Como em cada avião existe o desejo de ser pássaro, Lacaz traduz visualmente a formulação da seguinte maneira: ele cria uma espécie de trombada entre as palavras pássaro e avião, uma vindo de encontro à outra em direções contrárias e se fundindo nesse acidente aéreo. Os divertidos poemas e seus procedimentos visuais não param. No poema "A lesma", a lentidão do bichinho encontra sua forma na repetição visual de cada letra criando a sensação de algo que se move realmente muito lentamente. O poema é tão singelo e bonito que vale reproduzi-lo para o leitor:

A LESMA

A lesma
é sempre a mesma,
deslizando majestática e alheia,
côncava e retrátil,
vai cobrindo de prata
o caminho de areia.

A mesma lesma
que vai meio a esmo,
seguindo cegamente suas antenas
como se nada nem ninguém
pudesse detê-la,
recolhe desatenta sua cauda
de estrelas.


O encontro entre o poeta Ronald Polito e Guto Lacaz é, para quem conhece o trabalho de Polito, esperado. O poeta sempre teve forte atração pelas artes gráficas, pelas artes plásticas e pelo universo do concretismo. Muitos de seus poemas são fortemente visuais, verdadeiras traduções de imagens do mundo captadas de forma aguda. Unir-se a Lacaz nessa aventura é, portanto, encontrar um parceiro ideal para seus interesses pela relação entre as palavras e as imagens.

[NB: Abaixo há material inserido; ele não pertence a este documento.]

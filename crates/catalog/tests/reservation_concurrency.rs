//! Concurrency properties of batch stock reservation.

use catalog::{
    InMemoryInventoryStore, InventoryStore, LineRequest, Product, StockError, StockValidator,
};
use common::{Money, ProductId};
use futures_util::future::join_all;

async fn stock_of(store: &InMemoryInventoryStore, id: &str) -> u32 {
    store
        .get(&ProductId::new(id))
        .await
        .unwrap()
        .unwrap()
        .stock
}

#[tokio::test(flavor = "multi_thread", worker_threads = 4)]
async fn concurrent_batches_never_oversell() {
    let store = InMemoryInventoryStore::new();
    store
        .upsert(Product::new("P1", "Widget", Money::from_cents(1000), 50))
        .await
        .unwrap();
    let validator = StockValidator::new(store.clone());

    // 40 batches of 3 units against 50 units of stock: at most 16 can win.
    let tasks = (0..40).map(|_| {
        let validator = validator.clone();
        tokio::spawn(async move {
            validator
                .validate_and_reserve(&[LineRequest::new("P1", 3)])
                .await
        })
    });

    let mut reserved = 0u32;
    for result in join_all(tasks).await {
        if result.unwrap().is_ok() {
            reserved += 3;
        }
    }

    assert!(reserved <= 50, "reserved {reserved} units from 50");
    assert_eq!(stock_of(&store, "P1").await, 50 - reserved);
}

#[tokio::test(flavor = "multi_thread", worker_threads = 2)]
async fn two_orders_racing_for_five_units() {
    // Stock 5, two concurrent requests for 3 each. Exactly one may win.
    let store = InMemoryInventoryStore::new();
    store
        .upsert(Product::new("P1", "Widget", Money::from_cents(1000), 5))
        .await
        .unwrap();
    let validator = StockValidator::new(store.clone());

    let a = {
        let validator = validator.clone();
        tokio::spawn(
            async move { validator.validate_and_reserve(&[LineRequest::new("P1", 3)]).await },
        )
    };
    let b = {
        let validator = validator.clone();
        tokio::spawn(
            async move { validator.validate_and_reserve(&[LineRequest::new("P1", 3)]).await },
        )
    };

    let results = [a.await.unwrap(), b.await.unwrap()];
    let winners = results.iter().filter(|r| r.is_ok()).count();

    assert_eq!(winners, 1, "exactly one of the two racing orders must win");
    assert_eq!(stock_of(&store, "P1").await, 2);

    let loser = results.into_iter().find(|r| r.is_err()).unwrap();
    match loser.unwrap_err() {
        StockError::Insufficient {
            available,
            requested,
            ..
        } => {
            assert_eq!(requested, 3);
            // Either snapshot is legal depending on interleaving: the
            // pre-decrement read (5) or the post-decrement count (2).
            assert!(available == 2 || available == 5, "available = {available}");
        }
        other => panic!("unexpected error: {other}"),
    }
}

#[tokio::test(flavor = "multi_thread", worker_threads = 4)]
async fn failed_batches_leave_stock_untouched() {
    let store = InMemoryInventoryStore::new();
    store
        .upsert(Product::new("P1", "Widget", Money::from_cents(1000), 30))
        .await
        .unwrap();
    store
        .upsert(Product::new("P2", "Gadget", Money::from_cents(2500), 4))
        .await
        .unwrap();
    let validator = StockValidator::new(store.clone());

    // Every batch needs 2 of P1 and 2 of P2; P2 runs out first. Batches
    // that lose on P2 must roll their P1 decrement back.
    let tasks = (0..10).map(|_| {
        let validator = validator.clone();
        tokio::spawn(async move {
            validator
                .validate_and_reserve(&[LineRequest::new("P1", 2), LineRequest::new("P2", 2)])
                .await
        })
    });

    let successes = join_all(tasks)
        .await
        .into_iter()
        .filter(|r| r.as_ref().unwrap().is_ok())
        .count() as u32;

    assert_eq!(successes, 2, "only two batches fit in P2's four units");
    assert_eq!(stock_of(&store, "P1").await, 30 - 2 * successes);
    assert_eq!(stock_of(&store, "P2").await, 0);
}

#[tokio::test(flavor = "multi_thread", worker_threads = 4)]
async fn disjoint_products_reserve_in_parallel() {
    let store = InMemoryInventoryStore::new();
    for i in 0..8 {
        store
            .upsert(Product::new(
                format!("P{i}"),
                format!("Product {i}"),
                Money::from_cents(100),
                100,
            ))
            .await
            .unwrap();
    }
    let validator = StockValidator::new(store.clone());

    let mut handles = Vec::new();
    for i in 0..8 {
        for _ in 0..10 {
            let validator = validator.clone();
            handles.push(tokio::spawn(async move {
                validator
                    .validate_and_reserve(&[LineRequest::new(format!("P{i}"), 10)])
                    .await
            }));
        }
    }

    for result in join_all(handles).await {
        result.unwrap().unwrap();
    }

    for i in 0..8 {
        assert_eq!(stock_of(&store, &format!("P{i}")).await, 0);
    }
}
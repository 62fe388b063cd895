//! Order orchestration for the order placement system.
//!
//! The orchestrator accepts a user and a list of requested lines, reserves
//! stock through the catalog service behind a circuit breaker, and persists
//! the resulting order. Prices always come from the catalog; the orchestrator
//! never trusts amounts supplied by callers.

pub mod client;
pub mod error;
pub mod order;
pub mod service;
pub mod store;

pub use client::{CatalogClient, CatalogError, HttpCatalogClient, LocalCatalogClient};
pub use error::OrderError;
pub use order::{Order, OrderStatus};
pub use service::OrderService;
pub use store::{InMemoryOrderStore, OrderStore};
//! Inventory store trait and in-memory implementation.

use std::collections::HashMap;
use std::sync::{Arc, Mutex, RwLock};

use async_trait::async_trait;
use common::ProductId;

use crate::error::StoreError;
use crate::product::Product;

/// Result of a conditional stock decrement.
#[derive(Debug, Clone, Copy, PartialEq, Eq)]
pub enum DecrementOutcome {
    /// Stock was decremented by the requested quantity.
    Applied,
    /// No product exists under the given key.
    NotFound,
    /// The product exists but holds fewer units than requested.
    Insufficient {
        /// Units available at decrement time.
        available: u32,
    },
}

/// Durable mapping from product id to product record.
///
/// Stock mutation goes exclusively through [`try_decrement`] (and its
/// compensating [`restore`]); no caller may read-then-write stock across
/// two separate operations.
///
/// [`try_decrement`]: InventoryStore::try_decrement
/// [`restore`]: InventoryStore::restore
#[async_trait]
pub trait InventoryStore: Send + Sync {
    /// Returns the product stored under `id`, if any.
    async fn get(&self, id: &ProductId) -> Result<Option<Product>, StoreError>;

    /// Inserts or replaces a product record.
    async fn upsert(&self, product: Product) -> Result<(), StoreError>;

    /// Returns all products.
    async fn list(&self) -> Result<Vec<Product>, StoreError>;

    /// Atomically decrements stock by `quantity` if at least `quantity`
    /// units are available.
    async fn try_decrement(
        &self,
        id: &ProductId,
        quantity: u32,
    ) -> Result<DecrementOutcome, StoreError>;

    /// Adds `quantity` units back. Compensation path for aborted batches.
    async fn restore(&self, id: &ProductId, quantity: u32) -> Result<(), StoreError>;
}

/// In-memory inventory store with per-product locking.
///
/// The outer lock guards only the map shape; each product sits behind its
/// own mutex, so concurrent decrements of the same product serialize while
/// decrements of disjoint products proceed in parallel. Critical sections
/// never hold a lock across an await point.
#[derive(Clone, Default)]
pub struct InMemoryInventoryStore {
    products: Arc<RwLock<HashMap<ProductId, Arc<Mutex<Product>>>>>,
}

impl InMemoryInventoryStore {
    /// Creates a new empty store.
    pub fn new() -> Self {
        Self::default()
    }

    /// Returns the number of distinct products.
    pub fn product_count(&self) -> usize {
        self.products.read().unwrap().len()
    }

    fn slot(&self, id: &ProductId) -> Option<Arc<Mutex<Product>>> {
        self.products.read().unwrap().get(id).cloned()
    }
}

#[async_trait]
impl InventoryStore for InMemoryInventoryStore {
    async fn get(&self, id: &ProductId) -> Result<Option<Product>, StoreError> {
        Ok(self.slot(id).map(|slot| slot.lock().unwrap().clone()))
    }

    async fn upsert(&self, product: Product) -> Result<(), StoreError> {
        let mut map = self.products.write().unwrap();
        match map.get(&product.id) {
            Some(slot) => *slot.lock().unwrap() = product,
            None => {
                map.insert(product.id.clone(), Arc::new(Mutex::new(product)));
            }
        }
        Ok(())
    }

    async fn list(&self) -> Result<Vec<Product>, StoreError> {
        let map = self.products.read().unwrap();
        let mut products: Vec<Product> = map
            .values()
            .map(|slot| slot.lock().unwrap().clone())
            .collect();
        products.sort_by(|a, b| a.id.as_str().cmp(b.id.as_str()));
        Ok(products)
    }

    async fn try_decrement(
        &self,
        id: &ProductId,
        quantity: u32,
    ) -> Result<DecrementOutcome, StoreError> {
        let Some(slot) = self.slot(id) else {
            return Ok(DecrementOutcome::NotFound);
        };

        let mut product = slot.lock().unwrap();
        if product.stock >= quantity {
            product.stock -= quantity;
            Ok(DecrementOutcome::Applied)
        } else {
            Ok(DecrementOutcome::Insufficient {
                available: product.stock,
            })
        }
    }

    async fn restore(&self, id: &ProductId, quantity: u32) -> Result<(), StoreError> {
        let Some(slot) = self.slot(id) else {
            // Restores only follow a successful decrement; a missing key
            // means the product was deleted mid-batch, nothing to undo.
            return Ok(());
        };
        let mut product = slot.lock().unwrap();
        product.stock = product.stock.saturating_add(quantity);
        Ok(())
    }
}
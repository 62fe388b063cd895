//! Inventory authority for the order placement system.
//!
//! This crate owns product records (name, price, stock) and exposes the
//! batch "validate and reserve" operation the order orchestrator calls at
//! placement time. Stock is only ever mutated through the store's atomic
//! conditional decrement, so it can never go negative, and a batch either
//! reserves every line or reserves nothing.

pub mod contract;
pub mod error;
pub mod product;
pub mod store;
pub mod validator;

pub use error::{StockError, StoreError};
pub use product::Product;
pub use store::{DecrementOutcome, InMemoryInventoryStore, InventoryStore};
pub use validator::{LineRequest, ProcessedLine, StockValidator, ValidationOutcome};
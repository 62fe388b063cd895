//! Catalog endpoints: product CRUD and batch stock validation.

use std::sync::Arc;

use axum::Json;
use axum::extract::{Path, State};
use axum::http::StatusCode;
use catalog::contract::{
    CreateProductRequest, ProductResponse, ValidateStockRequest, ValidateStockResponse,
};
use catalog::{InventoryStore, Product, StockValidator};
use common::ProductId;

use crate::error::ApiError;

/// Shared catalog state accessible from all handlers.
pub struct CatalogState<S> {
    pub validator: StockValidator<S>,
}

/// GET /products — list the whole catalog.
#[tracing::instrument(skip(state))]
pub async fn list<S: InventoryStore + 'static>(
    State(state): State<Arc<CatalogState<S>>>,
) -> Result<Json<Vec<ProductResponse>>, ApiError> {
    let products = state
        .validator
        .store()
        .list()
        .await
        .map_err(|e| ApiError::Internal(e.to_string()))?;

    Ok(Json(products.into_iter().map(Into::into).collect()))
}

/// POST /products — create a product with a generated id.
#[tracing::instrument(skip(state, req))]
pub async fn create<S: InventoryStore + 'static>(
    State(state): State<Arc<CatalogState<S>>>,
    Json(req): Json<CreateProductRequest>,
) -> Result<(StatusCode, Json<ProductResponse>), ApiError> {
    if req.name.trim().is_empty() {
        return Err(ApiError::BadRequest("product name is required".to_string()));
    }
    if req.price.is_negative() {
        return Err(ApiError::BadRequest(
            "product price must not be negative".to_string(),
        ));
    }

    let mut product = Product::new(
        uuid::Uuid::new_v4().to_string(),
        req.name,
        req.price,
        req.stock,
    );
    product.description = req.description;

    state
        .validator
        .store()
        .upsert(product.clone())
        .await
        .map_err(|e| ApiError::Internal(e.to_string()))?;

    Ok((StatusCode::CREATED, Json(product.into())))
}

/// GET /products/:id — look up one product.
#[tracing::instrument(skip(state))]
pub async fn get<S: InventoryStore + 'static>(
    State(state): State<Arc<CatalogState<S>>>,
    Path(id): Path<String>,
) -> Result<Json<ProductResponse>, ApiError> {
    let product = state
        .validator
        .store()
        .get(&ProductId::new(id.as_str()))
        .await
        .map_err(|e| ApiError::Internal(e.to_string()))?
        .ok_or_else(|| ApiError::NotFound(format!("product {id} not found")))?;

    Ok(Json(product.into()))
}

/// POST /products/validate — validate and reserve a batch of lines.
///
/// The boundary the order service calls. Domain rejections return 409
/// (400 for malformed batches) with the tagged contract body.
#[tracing::instrument(skip(state, req), fields(lines = req.items.len()))]
pub async fn validate<S: InventoryStore + 'static>(
    State(state): State<Arc<CatalogState<S>>>,
    Json(req): Json<ValidateStockRequest>,
) -> Result<Json<ValidateStockResponse>, ApiError> {
    let outcome = state.validator.validate_and_reserve(&req.items).await?;
    Ok(Json(outcome.into()))
}
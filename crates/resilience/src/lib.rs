//! Resilience primitives for calls to unreliable dependencies.
//!
//! The one primitive here is the circuit breaker guarding the order
//! orchestrator's calls to the catalog service: fail fast when the
//! dependency is known to be unhealthy instead of queuing load against it.

pub mod circuit_breaker;

pub use circuit_breaker::{
    BreakerConfig, BreakerError, BreakerMetrics, CircuitBreaker, FailureClass, Phase,
};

Para Lacaz, podemos inferir, o encontro é também salutar, pois encontra nos poemas de Polito um arsenal de imagens codificadas em palavras/poemas e que quase apelam para se tornarem construções plásticas.

Um elemento que vale a pena chamar a atenção é o aspecto lúdico tanto da criação de um como de outro. Os dois criadores não abrem mão de divertir o leitor com historinhas e suas imagens engraçadas. O livro destina-se, portanto, às crianças. Foi pensado para tal. Mas como se trata de um poeta e de um artista plástico, não se leve a frase anterior tão à sério. Pois o livro é também destinado ao público adulto amante das artes e da poesia. As pérolas do livro reluzem em brilho que encantam a infância. Guardam, no entanto, sorrateiras, pequenos espelhos dentro dos brilhos, que mostram aos adultos o quanto são ingênuos ao acreditarem apenas nas suas aparências.